Is it possible to guess what the Sun will do in 2011 or 2022 and conclude that it has no role for climate change today? You be the judge!

New sensational results (April 2000)

At the European Geophysical Society meeting in April two scientists, Peter Thejil and Knud Lassen, present sensational new results on solar activity and climate. Read their report that discloses the fingerprint of the anthropogenic greenhouse effect.

Above is a direct quote from the Danish Meteorological Institute’s (DMI) Research and Development web cover-page section. Such popular titles are catchy but they should certainly not to be taken to suggest that the DMI analysis has proved the signature of human-impact in global temperature record. We highly recommend a quick and independent read of the DMI report #99-9. But since your time is likely to be short today, let us give you a summary and analysis.

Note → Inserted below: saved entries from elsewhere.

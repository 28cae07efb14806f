//! # Container image references
//!
//! Syntactic handling of container image references as they show up on
//! the command line and in rendered Kubernetes manifests:
//!
//! - [`ImageReference`] splits `[registry/][namespace/]image[:tag]` into its
//!   parts and derives a tar filename from them.
//! - [`extract_images_from_args`] finds references embedded in
//!   `--flag=registry/path:tag` style tokens.
//! - [`images_from_yaml`] walks manifest documents for `image:` and
//!   `repository:`/`tag:` fields.
//! - [`extract_images_from_text`] finds references to known registries
//!   anywhere in free text.
//! - [`normalize_image_name`] canonicalizes a reference to its fully
//!   qualified form.
//!
//! Nothing here talks to a registry or validates that an image exists.

mod extract;
mod manifest;
mod normalize;
mod reference;
mod text;

pub use extract::*;
pub use manifest::*;
pub use normalize::*;
pub use reference::*;
pub use text::*;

The “news” revealed here is that the previous high-correlation shown for the sunspot cycle length and terrestrial (globally-averaged or just northern-hemispheric mean) temperature by Eigil Friis-Christensen and Knud Lassen (1991; FCL91) is no longer valid.

According to the DMI claim, by adding new temperature data and “expected values of the next sunspot extrema [i.e., timings for the coming sunspot number minima and maxima for one or two more cycle ahead of now?say up to A.D. 2011 or 2022]” it has now shown that the “solar model fails to fit the temperature data convincingly through the 1990’s.”

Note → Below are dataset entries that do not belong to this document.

//! `fatpack`: split a file or directory into checksummed chunks that fit
//! on size-limited media, and put it back together.
//!
//! A pack directory `<name>.pack/` holds:
//!
//! - `parts/0000.part`, `parts/0001.part`, ...: the chunks of a gzipped tar
//! - `manifest.sha256`: `sha256sum` output for every part
//! - `restore.sh`: a standalone script that verifies, merges and unpacks
//! - `<N>_MB`: an empty marker naming the total size

use std::fs::Permissions;
use std::os::unix::fs::PermissionsExt;
use std::process::Command;

use anyhow::{Context, Result};
use camino::{Utf8Path, Utf8PathBuf};
use fn_error_context::context;
use indoc::indoc;
use onprem_utils::{CommandRunExt, Reporter};
use regex::Regex;

use crate::cli::{PackOpts, RestoreOpts};

/// Chunk size used unless one is given.
pub(crate) const DEFAULT_CHUNK_SIZE: &str = "3G";

const PACK_SUFFIX: &str = ".pack";
const PARTS_DIR: &str = "parts";
const ARCHIVE: &str = "archive.tar.gz";
const MANIFEST: &str = "manifest.sha256";
const RESTORE_SCRIPT_NAME: &str = "restore.sh";

/// Shipped inside every pack; needs only a POSIX shell and coreutils.
const RESTORE_SCRIPT: &str = indoc! {r#"
    #!/usr/bin/env sh
    set -eu

    PURGE=0
    [ "${1:-}" = "--purge" ] && PURGE=1

    PACK_DIR="$(basename "$(pwd)")"

    printf "> Verifying parts...\n"
    sha256sum -c manifest.sha256

    printf "> Merging parts...\n"
    cat parts/* > archive.tar.gz

    printf "> Extracting...\n"
    cd ..
    tar --no-same-owner -xzvf "$PACK_DIR/archive.tar.gz"

    printf "> Cleaning up...\n"
    cd "$PACK_DIR"
    rm -f archive.tar.gz

    if [ "$PURGE" -eq 1 ]; then
      printf "> Removing pack directory (--purge)...\n"
      cd ..
      rm -rf "$PACK_DIR"
    fi

    printf "Restore complete\n"
"#};

/// Accept what `split -b` accepts in the forms we document: a byte count
/// with an optional K, M, G or T suffix.
pub(crate) fn validate_chunk_size(size: &str) -> Result<()> {
    let re = Regex::new(r"^[0-9]+[KMGT]?$")?;
    if !re.is_match(size) {
        anyhow::bail!("Invalid chunk size {size:?}; expected e.g. 3G, 500M or 1024");
    }
    Ok(())
}

/// Rename `split` output (`aa`, `ab`, ...) to `0000.part`, `0001.part`, ...
/// preserving order.
#[context("Renaming parts in {parts_dir}")]
fn renumber_parts(parts_dir: &Utf8Path) -> Result<Vec<Utf8PathBuf>> {
    let mut parts = Vec::new();
    for entry in parts_dir.read_dir_utf8()? {
        parts.push(entry?.into_path());
    }
    parts.sort();
    let mut renamed = Vec::with_capacity(parts.len());
    for (i, part) in parts.into_iter().enumerate() {
        let target = parts_dir.join(format!("{i:04}.part"));
        if part != target {
            std::fs::rename(&part, &target)?;
        }
        renamed.push(target);
    }
    Ok(renamed)
}

/// Write `manifest.sha256` with paths relative to the pack directory.
#[context("Writing {MANIFEST}")]
fn write_manifest(pack_dir: &Utf8Path, parts: &[Utf8PathBuf]) -> Result<()> {
    let mut cmd = Command::new("sha256sum");
    cmd.current_dir(pack_dir);
    for part in parts {
        let rel = part.strip_prefix(pack_dir)?;
        cmd.arg(rel.as_str());
    }
    let manifest = cmd.run_get_string()?;
    std::fs::write(pack_dir.join(MANIFEST), manifest)?;
    Ok(())
}

#[context("Writing {RESTORE_SCRIPT_NAME}")]
fn write_restore_script(pack_dir: &Utf8Path) -> Result<()> {
    let path = pack_dir.join(RESTORE_SCRIPT_NAME);
    std::fs::write(&path, RESTORE_SCRIPT)?;
    std::fs::set_permissions(&path, Permissions::from_mode(0o755))?;
    Ok(())
}

/// The first field of `du -m` output.
fn parse_du_megabytes(output: &str) -> Result<u64> {
    output
        .split_whitespace()
        .next()
        .context("Empty du output")?
        .parse()
        .with_context(|| format!("Parsing du output {output:?}"))
}

fn write_size_marker(pack_dir: &Utf8Path) -> Result<Utf8PathBuf> {
    let du = Command::new("du")
        .args(["-m", pack_dir.as_str()])
        .run_get_string()?;
    let marker = pack_dir.join(format!("{}_MB", parse_du_megabytes(&du)?));
    std::fs::write(&marker, "").with_context(|| format!("Writing {marker}"))?;
    Ok(marker)
}

/// `tar` creating a gzipped `archive` of `parent/basename`, storing paths
/// relative to `parent`. No `-v`: stdout is inherited.
fn archive_command(archive: &Utf8Path, parent: &Utf8Path, basename: &str) -> Command {
    let mut cmd = Command::new("tar");
    cmd.args(["-czf", archive.as_str(), "-C", parent.as_str(), basename]);
    cmd
}

/// Run `fatpack pack`.
#[context("Packing {}", opts.path)]
pub(crate) fn pack(opts: &PackOpts, reporter: &Reporter) -> Result<()> {
    validate_chunk_size(&opts.chunk_size)?;
    if !opts.path.exists() {
        anyhow::bail!("{} does not exist", opts.path);
    }
    let input = opts.path.canonicalize_utf8()?;
    let basename = input
        .file_name()
        .with_context(|| format!("{input} has no file name"))?;
    let parent = input.parent().unwrap_or(Utf8Path::new("/"));

    let pack_dir = Utf8PathBuf::from(format!("{basename}{PACK_SUFFIX}"));
    let parts_dir = pack_dir.join(PARTS_DIR);
    let archive = pack_dir.join(ARCHIVE);

    if pack_dir.exists() {
        reporter.warning(format!("{pack_dir} already exists, removing it"));
        std::fs::remove_dir_all(&pack_dir).with_context(|| format!("Removing {pack_dir}"))?;
    }
    reporter.step(format!("Creating {pack_dir}"));
    std::fs::create_dir_all(&parts_dir).with_context(|| format!("Creating {parts_dir}"))?;

    let pb = reporter.spinner(format!("Compressing {basename}"));
    let r = archive_command(&archive, parent, basename).run_capture_stderr();
    pb.finish_and_clear();
    r.context("Compressing")?;

    reporter.step(format!("Splitting into {} chunks", opts.chunk_size));
    let parts_prefix = format!("{parts_dir}/");
    Command::new("split")
        .args(["-b", opts.chunk_size.as_str(), archive.as_str(), parts_prefix.as_str()])
        .run_capture_stderr()
        .context("Splitting")?;
    let parts = renumber_parts(&parts_dir)?;
    std::fs::remove_file(&archive).with_context(|| format!("Removing {archive}"))?;
    tracing::info!("Split {basename} into {} parts", parts.len());

    reporter.step("Writing integrity manifest");
    write_manifest(&pack_dir, &parts)?;
    reporter.step("Writing restore script");
    write_restore_script(&pack_dir)?;
    let marker = write_size_marker(&pack_dir)?;
    tracing::debug!("Size marker {marker}");

    reporter.success(format!("Packed into {pack_dir}"));
    reporter.info(format!(
        "To restore: cd {pack_dir} && ./{RESTORE_SCRIPT_NAME}"
    ));
    Ok(())
}

/// Run `fatpack restore`.
#[context("Restoring {}", opts.pack_dir)]
pub(crate) fn restore(opts: &RestoreOpts, reporter: &Reporter) -> Result<()> {
    if !opts.pack_dir.is_dir() {
        anyhow::bail!("{} does not exist or is not a directory", opts.pack_dir);
    }
    if !opts.pack_dir.join(RESTORE_SCRIPT_NAME).exists() {
        anyhow::bail!("No {RESTORE_SCRIPT_NAME} in {}", opts.pack_dir);
    }

    reporter.step("Running restore script");
    let mut cmd = Command::new(format!("./{RESTORE_SCRIPT_NAME}"));
    cmd.current_dir(&opts.pack_dir);
    if opts.purge {
        cmd.arg("--purge");
    }
    cmd.run_inherited()?;
    reporter.success("Restore complete");
    Ok(())
}

#[cfg(test)]
mod tests {
    use super::*;

    #[test]
    fn test_archive_command() {
        let cmd = archive_command(
            Utf8Path::new("data.pack/archive.tar.gz"),
            Utf8Path::new("/srv"),
            "data",
        );
        assert_eq!(cmd.get_program(), "tar");
        let args: Vec<_> = cmd.get_args().collect();
        assert_eq!(
            args,
            ["-czf", "data.pack/archive.tar.gz", "-C", "/srv", "data"]
        );
    }

    #[test]
    fn test_validate_chunk_size() {
        for ok in ["3G", "500M", "1024", "10K", "1T"] {
            assert!(validate_chunk_size(ok).is_ok(), "{ok}");
        }
        for bad in ["", "G", "3g", "3GB", "1.5G", "-1M", "3 G"] {
            assert!(validate_chunk_size(bad).is_err(), "{bad}");
        }
    }

    #[test]
    fn test_restore_script() {
        assert!(RESTORE_SCRIPT.starts_with("#!/usr/bin/env sh\nset -eu\n"));
        assert!(RESTORE_SCRIPT.contains("sha256sum -c manifest.sha256"));
        assert!(RESTORE_SCRIPT.contains("cat parts/* > archive.tar.gz"));
        assert!(RESTORE_SCRIPT.contains("tar --no-same-owner -xzvf \"$PACK_DIR/archive.tar.gz\""));
        assert!(RESTORE_SCRIPT.contains(r#"[ "${1:-}" = "--purge" ] && PURGE=1"#));
        assert!(RESTORE_SCRIPT.contains("rm -rf \"$PACK_DIR\""));
    }

    #[test]
    fn test_write_restore_script_mode() -> Result<()> {
        let td = tempfile::tempdir()?;
        let dir = Utf8Path::from_path(td.path()).context("non-UTF-8 tempdir")?;
        write_restore_script(dir)?;
        let path = dir.join(RESTORE_SCRIPT_NAME);
        let mode = std::fs::metadata(&path)?.permissions().mode();
        assert_eq!(mode & 0o777, 0o755);
        similar_asserts::assert_eq!(std::fs::read_to_string(&path)?, RESTORE_SCRIPT.to_string());
        Ok(())
    }

    #[test]
    fn test_renumber_parts() -> Result<()> {
        let td = tempfile::tempdir()?;
        let dir = Utf8Path::from_path(td.path()).context("non-UTF-8 tempdir")?;
        for (name, body) in [("ab", "2"), ("aa", "1"), ("ac", "3")] {
            std::fs::write(dir.join(name), body)?;
        }
        let parts = renumber_parts(dir)?;
        let names: Vec<&str> = parts.iter().filter_map(|p| p.file_name()).collect();
        assert_eq!(names, ["0000.part", "0001.part", "0002.part"]);
        assert_eq!(std::fs::read_to_string(dir.join("0000.part"))?, "1");
        assert_eq!(std::fs::read_to_string(dir.join("0002.part"))?, "3");
        Ok(())
    }

    #[test]
    fn test_parse_du() -> Result<()> {
        assert_eq!(parse_du_megabytes("42\tfoo.pack\n")?, 42);
        assert!(parse_du_megabytes("").is_err());
        assert!(parse_du_megabytes("abc foo").is_err());
        Ok(())
    }

    #[test]
    fn test_restore_requires_script() -> Result<()> {
        let td = tempfile::tempdir()?;
        let dir = Utf8Path::from_path(td.path()).context("non-UTF-8 tempdir")?;
        let opts = RestoreOpts {
            pack_dir: dir.to_owned(),
            purge: false,
        };
        let e = restore(&opts, &Reporter::new(true)).unwrap_err();
        assert!(format!("{e:#}").contains("No restore.sh"));

        let missing = RestoreOpts {
            pack_dir: dir.join("nope.pack"),
            purge: false,
        };
        assert!(restore(&missing, &Reporter::new(true)).is_err());
        Ok(())
    }
}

The “sensational” results naturally generate new (almost identically worded!) items like:

“Don’t blame the Sun” in the New Scientist and

“Sun ‘minor player’ in climate change” from BBC News.

Does this really mean that we can now rule out the role of the Sun for climate change?

The answer is no. The reason may be found in the questionable analysis of the claim itself. Let’s start with Thejil and Lassen’s summary admission: “This conclusion is based on assumptions about as-yet unobserved solar cycles …” And contrast this with their claim: “It seems possible that the upturn [of the surface temperature since 1970’s] is a result of human activity, but we cannot on the basis of the existing data say that we have proven the emergence of the effects of [anthropogenic] greenhouse gases…”

Statistically, Thejil and Lassen statements may sound reasonable but methodologically there are obvious problems. The problem arises both in terms of solar physics and climate.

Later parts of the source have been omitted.